Dataset entries

___

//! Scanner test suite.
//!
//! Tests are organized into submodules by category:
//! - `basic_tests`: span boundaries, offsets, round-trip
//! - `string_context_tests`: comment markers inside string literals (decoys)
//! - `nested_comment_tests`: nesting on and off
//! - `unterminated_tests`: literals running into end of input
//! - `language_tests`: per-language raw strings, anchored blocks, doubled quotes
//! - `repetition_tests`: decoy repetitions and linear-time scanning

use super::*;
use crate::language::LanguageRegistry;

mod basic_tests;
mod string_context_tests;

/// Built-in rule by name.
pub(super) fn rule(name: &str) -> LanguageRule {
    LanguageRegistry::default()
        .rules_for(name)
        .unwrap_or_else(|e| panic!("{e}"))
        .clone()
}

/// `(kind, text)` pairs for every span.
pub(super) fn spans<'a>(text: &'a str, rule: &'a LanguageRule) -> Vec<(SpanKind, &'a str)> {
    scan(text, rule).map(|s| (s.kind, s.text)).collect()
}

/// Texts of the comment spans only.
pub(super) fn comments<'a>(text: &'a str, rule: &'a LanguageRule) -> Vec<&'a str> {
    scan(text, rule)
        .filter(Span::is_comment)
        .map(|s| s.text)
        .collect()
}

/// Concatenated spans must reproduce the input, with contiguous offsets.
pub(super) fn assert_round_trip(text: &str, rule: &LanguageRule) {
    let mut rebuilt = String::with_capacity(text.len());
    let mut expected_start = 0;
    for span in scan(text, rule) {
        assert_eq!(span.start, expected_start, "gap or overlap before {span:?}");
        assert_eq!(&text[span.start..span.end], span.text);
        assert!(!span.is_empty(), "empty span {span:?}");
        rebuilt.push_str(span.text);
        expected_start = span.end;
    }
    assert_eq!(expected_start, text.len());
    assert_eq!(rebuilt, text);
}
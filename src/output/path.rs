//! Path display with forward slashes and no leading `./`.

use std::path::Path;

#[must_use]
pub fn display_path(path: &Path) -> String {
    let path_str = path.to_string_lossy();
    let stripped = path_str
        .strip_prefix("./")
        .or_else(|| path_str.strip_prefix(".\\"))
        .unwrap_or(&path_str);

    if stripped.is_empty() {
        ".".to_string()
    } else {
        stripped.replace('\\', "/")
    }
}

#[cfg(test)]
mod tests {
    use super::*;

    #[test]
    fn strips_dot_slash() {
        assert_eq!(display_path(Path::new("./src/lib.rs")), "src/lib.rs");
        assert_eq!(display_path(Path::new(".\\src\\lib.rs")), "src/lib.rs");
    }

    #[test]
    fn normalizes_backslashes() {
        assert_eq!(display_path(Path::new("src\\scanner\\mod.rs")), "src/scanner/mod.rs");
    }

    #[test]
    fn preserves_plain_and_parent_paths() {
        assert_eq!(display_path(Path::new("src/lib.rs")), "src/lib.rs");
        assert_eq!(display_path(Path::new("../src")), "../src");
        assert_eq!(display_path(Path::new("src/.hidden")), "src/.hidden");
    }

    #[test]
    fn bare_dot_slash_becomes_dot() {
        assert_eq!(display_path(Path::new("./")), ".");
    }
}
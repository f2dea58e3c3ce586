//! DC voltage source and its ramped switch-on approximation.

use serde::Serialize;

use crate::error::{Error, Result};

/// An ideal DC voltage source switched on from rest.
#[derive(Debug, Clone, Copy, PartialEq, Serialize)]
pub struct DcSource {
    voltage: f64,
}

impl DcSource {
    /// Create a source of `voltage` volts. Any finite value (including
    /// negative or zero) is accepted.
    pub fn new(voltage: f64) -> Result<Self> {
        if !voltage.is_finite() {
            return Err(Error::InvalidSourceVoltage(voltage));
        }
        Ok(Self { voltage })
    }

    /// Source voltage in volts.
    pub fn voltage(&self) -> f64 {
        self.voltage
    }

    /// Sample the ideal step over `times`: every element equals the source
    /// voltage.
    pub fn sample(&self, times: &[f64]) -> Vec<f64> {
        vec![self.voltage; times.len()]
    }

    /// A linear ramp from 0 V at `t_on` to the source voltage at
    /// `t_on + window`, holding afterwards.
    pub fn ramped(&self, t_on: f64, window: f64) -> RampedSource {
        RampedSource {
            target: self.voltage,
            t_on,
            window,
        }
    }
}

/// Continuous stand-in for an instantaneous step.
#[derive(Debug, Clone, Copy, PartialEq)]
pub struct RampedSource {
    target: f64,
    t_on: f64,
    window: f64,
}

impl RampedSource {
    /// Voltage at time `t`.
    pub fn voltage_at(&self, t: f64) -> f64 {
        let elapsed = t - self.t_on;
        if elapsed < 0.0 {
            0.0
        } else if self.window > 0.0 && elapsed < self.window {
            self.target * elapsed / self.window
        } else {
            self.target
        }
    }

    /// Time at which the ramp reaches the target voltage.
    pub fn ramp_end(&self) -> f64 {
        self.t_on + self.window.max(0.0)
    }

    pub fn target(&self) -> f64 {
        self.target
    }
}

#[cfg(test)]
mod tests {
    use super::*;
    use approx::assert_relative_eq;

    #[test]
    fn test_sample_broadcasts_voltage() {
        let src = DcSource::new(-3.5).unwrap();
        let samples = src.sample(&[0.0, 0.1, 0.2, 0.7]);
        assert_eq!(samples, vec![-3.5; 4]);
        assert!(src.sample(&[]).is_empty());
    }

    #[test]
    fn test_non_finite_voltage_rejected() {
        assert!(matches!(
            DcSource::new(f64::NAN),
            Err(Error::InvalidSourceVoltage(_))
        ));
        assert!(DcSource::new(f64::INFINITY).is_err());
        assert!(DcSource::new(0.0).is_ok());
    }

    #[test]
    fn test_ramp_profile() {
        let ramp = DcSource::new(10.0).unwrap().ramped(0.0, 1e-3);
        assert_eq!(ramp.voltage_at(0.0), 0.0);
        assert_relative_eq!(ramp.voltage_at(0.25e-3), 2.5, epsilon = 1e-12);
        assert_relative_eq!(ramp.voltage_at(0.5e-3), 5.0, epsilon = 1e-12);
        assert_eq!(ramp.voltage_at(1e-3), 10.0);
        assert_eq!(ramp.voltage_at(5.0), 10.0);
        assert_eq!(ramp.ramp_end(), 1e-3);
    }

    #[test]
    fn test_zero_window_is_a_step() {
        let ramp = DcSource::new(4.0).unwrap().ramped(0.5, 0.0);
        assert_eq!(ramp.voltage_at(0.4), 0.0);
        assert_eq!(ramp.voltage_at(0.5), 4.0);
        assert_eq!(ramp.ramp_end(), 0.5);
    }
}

___

**Exercise instructions:**
Please go through the data and copy each line containing the word "Debug".

**Answer to this exercise:**
#[derive(Debug, Clone, Copy, PartialEq, Serialize)]
#[derive(Debug, Clone, Copy, PartialEq)]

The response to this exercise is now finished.